So we have the S-module isomorphism $$ S otimes_R mathrm {Hom} _R (M, N) simeq mathrm {Hom} _S (S otimes_R M, S otimes_R N) $$ given that $ S $ is flat over $ R $ and $ M $ will finally be presented. Even though $ S $ is not flat or $ M $ is finally presented, there is at least $ S $Homomorphism between the modules.

What I am considering is a limitation of isomorphism. To let $ phi in mathrm {End} _R (M) $, $ 1 otimes_R phi $ will designate endomorphism of $ S otimes_R M $, $$ S otimes_R R[phi] Simeq S[1otimes_R phi]$$

Is the above isomorphism without the condition that $ S $ is flat over $ R $ or that $ M $ is finally presented?
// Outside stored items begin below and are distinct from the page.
// ============================================================================
// TEST FIXTURES
// ============================================================================

pub mod fixtures {
    //! Pre-built records for common scenarios.

    use super::*;

    pub fn date(y: i32, m: u32, d: u32) -> NaiveDate {
        NaiveDate::from_ymd_opt(y, m, d).unwrap_or(NaiveDate::MIN)
    }

    pub fn personal_workspace() -> Workspace {
        Workspace {
            id: Uuid::now_v7(),
            name: "Personal".to_string(),
            workspace_type: WorkspaceType::Personal,
            owner_id: Uuid::nil(),
            role: MemberRole::Admin,
            is_initial: true,
        }
    }

    pub fn organization_workspace() -> Workspace {
        Workspace {
            id: Uuid::now_v7(),
            name: "Household".to_string(),
            workspace_type: WorkspaceType::Organization,
            owner_id: Uuid::nil(),
            role: MemberRole::Admin,
            is_initial: false,
        }
    }

    pub fn account(workspace_id: WorkspaceId, name: &str, balance: f64) -> Account {
        Account {
            id: Uuid::now_v7(),
            name: name.to_string(),
            account_type: "Checking".to_string(),
            balance,
            icon_name: "Landmark".to_string(),
            user_id: Uuid::nil(),
            workspace_id,
            created_at: Utc::now(),
        }
    }

    pub fn expense(workspace_id: WorkspaceId, account_id: Option<EntityId>, title: &str, amount: f64) -> Expense {
        Expense {
            id: Uuid::now_v7(),
            title: title.to_string(),
            amount,
            category: "Food & Dining".to_string(),
            date: date(2024, 6, 1),
            time: None,
            description: None,
            account_id,
            user_id: Uuid::nil(),
            workspace_id,
            created_at: Utc::now(),
            verified: None,
            expense_items: Vec::new(),
        }
    }

    pub fn top_up(workspace_id: WorkspaceId, account_id: EntityId, amount: f64) -> TopUp {
        TopUp {
            id: Uuid::now_v7(),
            account_id,
            amount,
            name: "Salary".to_string(),
            description: None,
            topup_time: Utc::now(),
            user_id: Uuid::nil(),
            workspace_id,
            created_at: Utc::now(),
        }
    }

    pub fn recurring_income(workspace_id: WorkspaceId, account_id: EntityId, amount: f64) -> RecurringIncome {
        RecurringIncome {
            id: Uuid::now_v7(),
            account_id,
            amount,
            name: "Salary".to_string(),
            day_of_month: 1,
            is_active: true,
            user_id: Uuid::nil(),
            workspace_id,
            created_at: Utc::now(),
        }
    }

    pub fn goal(workspace_id: WorkspaceId, title: &str, target_amount: f64) -> Goal {
        Goal {
            id: Uuid::now_v7(),
            title: title.to_string(),
            description: String::new(),
            icon_name: "Target".to_string(),
            target_amount,
            current_amount: 0.0,
            target_date: date(2025, 12, 31),
            status: GoalStatus::Pending,
            user_id: Uuid::nil(),
            workspace_id,
            created_at: Utc::now(),
            goal_payments: Vec::new(),
        }
    }

    pub fn emi(workspace_id: WorkspaceId, name: &str, monthly_payment: f64) -> Emi {
        Emi {
            id: Uuid::now_v7(),
            name: name.to_string(),
            total_amount: monthly_payment * 12.0,
            monthly_payment,
            start_date: date(2024, 1, 1),
            end_date: date(2024, 12, 31),
            due_date_of_month: 5,
            user_id: Uuid::nil(),
            workspace_id,
            created_at: Utc::now(),
            emi_payments: Vec::new(),
        }
    }

    pub fn member(display_name: &str, role: MemberRole) -> Member {
        Member {
            id: Uuid::now_v7(),
            display_name: display_name.to_string(),
            role,
        }
    }

    pub fn new_expense(title: &str, amount: f64) -> NewExpense {
        NewExpense {
            account_id: None,
            title: title.to_string(),
            amount,
            category: "Food & Dining".to_string(),
            date: date(2024, 6, 2),
            time: None,
            description: None,
            items: Vec::new(),
        }
    }

    /// A remote holding `workspace` with the given accounts.
    pub fn remote_with_accounts(workspace: &Workspace, accounts: Vec<Account>) -> MockRemote {
        let remote = MockRemote::new();
        remote.update(|d| {
            d.workspaces.push(workspace.clone());
            d.accounts.insert(workspace.id, accounts);
        });
        remote
    }
}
In the face of that $ S $ is flat over $ R $ and $ M $ is finally presented, $ S otimes_R R[phi]$ is a module of $ S otimes_R mathrm {End} _R (M) $ and the isomorphism in question follows easily.

It is obvious that the induced homomorphism is surjective, but I can not verify exactly if it is injective.

- Does Isomophism have no flatness or finite presence?
- If the isomorphism holds, what is this structural difference between $ R[phi]$ and the whole $ mathrm {End} _R (M) $ that makes isomorphism possible on one side and not on the other?